StorTrends iTX Stack showing Logical

Figure 2. StorTrends iTX Stack showing Logical Devices, Container, Volumes and their Usage

So, When a logical device with SSD drives is available in the storage for example, if a backup application where the performance demands are low, the space gets allocated automatically from the higher tier i.e., SSD Tier, whereas, the space for a high performance volumes such as some critical virtual machines would get allocated at lower cost tier like SAS or SATA as the space in the SSDs are hogged by low performance volumes.

StorTrends iTX2.8 has been enhanced to address the problem by allowing the user to decide the tier profile of the volume based on the performance requirement instead of deciding the tier based on the order of volume creation or provisioning or at the run time based on ILM. This feature, known as the Volume Tier Residency (VTR), seamlessly allows the user to control where the data need to reside, based on the requirement of performance, cost or application.

StorTrends iTX2.8 classifies volumes in to three profiles based on the IO activity on the volume

  • High Activity/Performance volume - A volume which requires high performance and frequent IO such as Databases, Virtual Machine etc...
  • Medium Activity/Performance volume - A volume which has medium level of IO activity such as volumes used for application data.
  • Low Activity/Performance volume - A volume which does not requires high performance.

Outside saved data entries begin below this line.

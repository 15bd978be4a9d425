use std::{
    fmt::Display,
    iter::Sum,
    ops::{Add, AddAssign, Mul, Neg, Sub, SubAssign},
    str::FromStr,
};

use serde::{Deserialize, Serialize};
use sqlx::Type;

use crate::{
    helpers::{parse_decimal, DecimalParseError},
    op,
};

/// The settlement currency. The core is single-currency; this is the ISO code handed to the payment processor.
pub const DEFAULT_CURRENCY: &str = "usd";

//--------------------------------------        Cents        ---------------------------------------------------------
/// An amount of money in the minor unit of the settlement currency.
#[derive(Debug, Clone, Copy, Default, Type, PartialEq, Eq, Hash, Ord, PartialOrd, Serialize, Deserialize)]
#[sqlx(transparent)]
#[serde(transparent)]
pub struct Cents(i64);

op!(binary Cents, Add, add);
op!(binary Cents, Sub, sub);
op!(inplace Cents, AddAssign, add_assign);
op!(inplace Cents, SubAssign, sub_assign);
op!(unary Cents, Neg, neg);

impl Mul<i64> for Cents {
    type Output = Self;

    fn mul(self, rhs: i64) -> Self::Output {
        Self::from(self.value() * rhs)
    }
}

impl Sum for Cents {
    fn sum<I: Iterator<Item = Self>>(iter: I) -> Self {
        iter.fold(Self::default(), Add::add)
    }
}

impl From<i64> for Cents {
    fn from(value: i64) -> Self {
        Self(value)
    }
}

impl Display for Cents {
    fn fmt(&self, f: &mut std::fmt::Formatter<'_>) -> std::fmt::Result {
        let sign = if self.0 < 0 { "-" } else { "" };
        let abs = self.0.unsigned_abs();
        write!(f, "{sign}{}.{:02}", abs / 100, abs % 100)
    }
}

/// Parses an amount in major units, e.g. `"54.50"`. Sub-cent digits are rounded half-up.
impl FromStr for Cents {
    type Err = DecimalParseError;

    fn from_str(s: &str) -> Result<Self, Self::Err> {
        parse_decimal(s, 2).map(Self)
    }
}

impl Cents {
    pub const fn new(value: i64) -> Self {
        Self(value)
    }

    pub fn value(&self) -> i64 {
        self.0
    }

    pub fn from_major(units: i64) -> Self {
        Self(units * 100)
    }

    pub fn is_positive(&self) -> bool {
        self.0 > 0
    }

    pub fn checked_add(self, rhs: Self) -> Option<Self> {
        self.0.checked_add(rhs.0).map(Self)
    }
}

#[cfg(test)]
mod test {
    use super::*;

    #[test]
    fn display() {
        assert_eq!(Cents::from(5450).to_string(), "54.50");
        assert_eq!(Cents::from(7).to_string(), "0.07");
        assert_eq!(Cents::from(-310).to_string(), "-3.10");
        assert_eq!(Cents::from_major(3).to_string(), "3.00");
    }

    #[test]
    fn parse() {
        assert_eq!("50.00".parse::<Cents>().unwrap(), Cents::from(5000));
        assert_eq!("1.505".parse::<Cents>().unwrap(), Cents::from(151));
        assert!("fifty".parse::<Cents>().is_err());
    }

    #[test]
    fn arithmetic() {
        let mut total = Cents::from(5000) + Cents::from(300);
        total += Cents::from(150);
        assert_eq!(total, Cents::from(5450));
        assert_eq!(total - Cents::from(450), Cents::from(5000));
        assert_eq!(Cents::from(150) * 3, Cents::from(450));
        assert_eq!(vec![Cents::from(1), Cents::from(2)].into_iter().sum::<Cents>(), Cents::from(3));
        assert_eq!(Cents::from(i64::MAX).checked_add(Cents::from(1)), None);
    }

    #[test]
    fn serializes_as_minor_units() {
        assert_eq!(serde_json::to_string(&Cents::from(5450)).unwrap(), "5450");
    }
}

Example volume which are used for backup, archival etc...

Based on the user-selected performance profile of the volume – high, medium or low – StorTrends decides the tier from which space allocation must be done when it receives the IO. StorTrends iTX storage architecture supports up to a maximum of 8 tiers in a container and VTR divides the 8 tiers in the following profiles:

  • High profile tier: The highest available tier in the system
  • Medium profile tiers: All the tiers except the first and the last
  • Low profile tier: The lowest tier in the system
ManageTrends

Figure 3. ManageTrends - Showing details about each tier

The medium profile tiers has all the tiers in the containers except the first and last. This is mentioned exceptionally because a container may not have all 8 tiers all the time.

The allocation of space follows the following sequence of allocation:

  • High Profile - High -> Medium -> Low
  • Medium Profile - Medium -> Low -> High
  • Low Profile - Low -> Medium -> High (allocation in the medium also happens in the reverse order of the cost)

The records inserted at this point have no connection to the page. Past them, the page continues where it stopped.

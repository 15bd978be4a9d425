//! Simple stateless pub-sub event handler
//!
//! Components of the settlement core publish domain events (a transaction was paid, an auction ended, and so on) and
//! the host application subscribes to them, typically to dispatch notifications. The handlers have no access to the
//! internal state of the system. All that is received is the event itself.
//!
//! Delivery is best-effort. The core guarantees that an event is *published* once per state change; what a handler
//! does with it is not the core's concern.
use std::{
    future::Future,
    pin::Pin,
    sync::{
        atomic::{AtomicI64, Ordering},
        Arc,
    },
};

use log::*;
use tokio::sync::mpsc;

pub type Handler<E> = Arc<dyn Fn(E) -> Pin<Box<dyn Future<Output = ()> + Send>> + Send + Sync>;

pub struct EventHandler<E: Send + Sync + 'static> {
    listener: mpsc::Receiver<E>,
    sender: mpsc::Sender<E>,
    handler: Handler<E>,
}

impl<E: Send + Sync + 'static> EventHandler<E> {
    pub fn new(buffer_size: usize, handler: Handler<E>) -> Self {
        let (sender, receiver) = mpsc::channel(buffer_size);
        Self { listener: receiver, sender, handler }
    }

    pub fn subscribe(&self) -> EventProducer<E> {
        EventProducer::new(self.sender.clone())
    }

    /// Runs until every producer has been dropped, then waits for in-flight handler jobs to finish.
    pub async fn start_handler(mut self) {
        debug!("📬️ Starting event handler");
        // drop the internal sender so that the handler shuts down once the last producer is dropped
        drop(self.sender);
        let jobs = Arc::new(AtomicI64::new(0));
        while let Some(ev) = self.listener.recv().await {
            trace!("📬️ Handling event");
            let handler = Arc::clone(&self.handler);
            jobs.fetch_add(1, Ordering::SeqCst);
            let job = jobs.clone();
            tokio::spawn(async move {
                (handler)(ev).await;
                job.fetch_sub(1, Ordering::SeqCst);
                trace!("📬️ Event handled");
            });
        }
        while jobs.load(Ordering::SeqCst) > 0 {
            debug!("📬️ Waiting for {} event jobs to complete", jobs.load(Ordering::SeqCst));
            tokio::time::sleep(tokio::time::Duration::from_millis(50)).await;
        }
        debug!("📬️ Event handler has shut down");
    }
}

#[derive(Clone)]
pub struct EventProducer<E: Send + Sync> {
    sender: mpsc::Sender<E>,
}

impl<E: Send + Sync> EventProducer<E> {
    pub fn new(sender: mpsc::Sender<E>) -> Self {
        Self { sender }
    }

    pub async fn publish_event(&self, event: E) {
        if let Err(e) = self.sender.send(event).await {
            error!("📬️ Failed to send event: {e}");
        }
    }
}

For example if there are all the 8 tiers available in the system, then the allocation in chain happens as follows for each volume profile:

  • High - 0 -> 1 -> 2 -> 3 -> 4 -> 5 -> 6 -> 7
  • Medium - 1 -> 2 -> 3 -> 4 -> 5 -> 6 -> 7 -> 0
  • Low - 7 -> 6 -> 5 -> 4 -> 3 -> 2 -> 1 -> 0

ManageTrends has been enhanced to provide options to user to decide the volume profile during and after the volume creation. It also provides information about the available tiers and its details which helps the user to visually imagine the tiers in a container.

Volume Creation Page showing Options to Select Tier Residency Profile

Figure 4. Volume Creation Page showing Options to Select Tier Residency Profile

It also provides graphical representation of tier with available space, free space, disk type used and RPM (If applicable) and tier type. This helps the user to visually understand the each tier current status and to plan accordingly. StorTrends iTX also provides the flexibility to move volume from any profile to any other profile after creation based on the current requirement on performance.

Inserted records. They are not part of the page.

//! Type conversions between state store types and capacity slots.
//!
//! Bridges `tilegrid_state::{WorkerInfo, TaskDefinition}` to [`WorkerSlot`]
//! and per-class task cost.

use tilegrid_state::{TaskDefinition, WorkerInfo};

use crate::capacity::{WorkerClass, WorkerSlot};

pub fn class_of(worker: &WorkerInfo) -> WorkerClass {
    if worker.is_cluster_proxy {
        WorkerClass::Cluster
    } else {
        WorkerClass::Local
    }
}

/// Convert a [`WorkerInfo`] and its live load into a [`WorkerSlot`].
///
/// `reported_capacity` is what the worker last said it can run for its
/// class; the stored capacity applies when it said nothing usable.
/// Returns `None` when the load is unknown (NaN) or negative: the worker
/// is treated as unreachable for this pass.
pub fn worker_to_slot(
    worker: &WorkerInfo,
    reported_capacity: Option<f64>,
    load: f64,
) -> Option<WorkerSlot> {
    if !load.is_finite() || load < 0.0 {
        return None;
    }
    let capacity = reported_capacity
        .filter(|c| c.is_finite() && *c >= 0.0)
        .unwrap_or_else(|| worker.work_capacity());
    Some(WorkerSlot::new(
        worker.id.clone(),
        class_of(worker),
        capacity,
        load,
    ))
}

/// Work-unit cost of one run of `task` on a slot of the given class.
pub fn task_cost(task: &TaskDefinition, class: WorkerClass) -> f64 {
    task.work_units(class.is_cluster())
}

#[cfg(test)]
mod tests {
    use super::*;

    fn worker(id: &str, proxy: bool) -> WorkerInfo {
        WorkerInfo {
            id: id.to_string(),
            address: "10.0.0.1".to_string(),
            port: 6201,
            local_work_capacity: 8.0,
            cluster_work_capacity: 200.0,
            is_in_scheduler_pool: true,
            is_cluster_proxy: proxy,
            updated_at: 0,
        }
    }

    #[test]
    fn local_worker_uses_local_capacity() {
        let slot = worker_to_slot(&worker("w1", false), None, 2.0).unwrap();
        assert_eq!(slot.class, WorkerClass::Local);
        assert_eq!(slot.capacity, 8.0);
        assert_eq!(slot.load, 2.0);
    }

    #[test]
    fn proxy_uses_cluster_capacity() {
        let slot = worker_to_slot(&worker("proxy", true), None, 0.0).unwrap();
        assert_eq!(slot.class, WorkerClass::Cluster);
        assert_eq!(slot.capacity, 200.0);
    }

    #[test]
    fn reported_capacity_overrides_stored() {
        let slot = worker_to_slot(&worker("w1", false), Some(2.0), 0.0).unwrap();
        assert_eq!(slot.capacity, 2.0);

        let slot = worker_to_slot(&worker("w1", false), Some(-1.0), 0.0).unwrap();
        assert_eq!(slot.capacity, 8.0);
    }

    #[test]
    fn unknown_or_negative_load_is_unusable() {
        assert!(worker_to_slot(&worker("w1", false), None, -1.0).is_none());
        assert!(worker_to_slot(&worker("w1", false), None, f64::NAN).is_none());
    }

    #[test]
    fn cost_follows_class() {
        let task = TaskDefinition {
            id: "t".to_string(),
            name: "t".to_string(),
            script: "/bin/true".to_string(),
            interpreter: None,
            args: Vec::new(),
            expected_exit_code: 0,
            local_work_units: 1.0,
            cluster_work_units: 0.25,
        };
        assert_eq!(task_cost(&task, WorkerClass::Local), 1.0);
        assert_eq!(task_cost(&task, WorkerClass::Cluster), 0.25);
    }
}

The benefit of Volume Tier Residency is the increase in the effective performance of the storage server. By giving the control of choosing the right performance level for the right application with the user, StorTrends enables the storage administrators in tuning the storage to the needs of each individual enterprise. StorTrends ILM works within the framework of VTR in moving the right data to the right tier thereby guaranteeing optimal performance for the applications based on the access patterns of data. With the benefits coming from the tiered storage with Volume Tier Residency, the storage stack not only gives required performance at demand but also helps to reduce the cost and power consumption behind usage of particular resources by optimally utilizing them.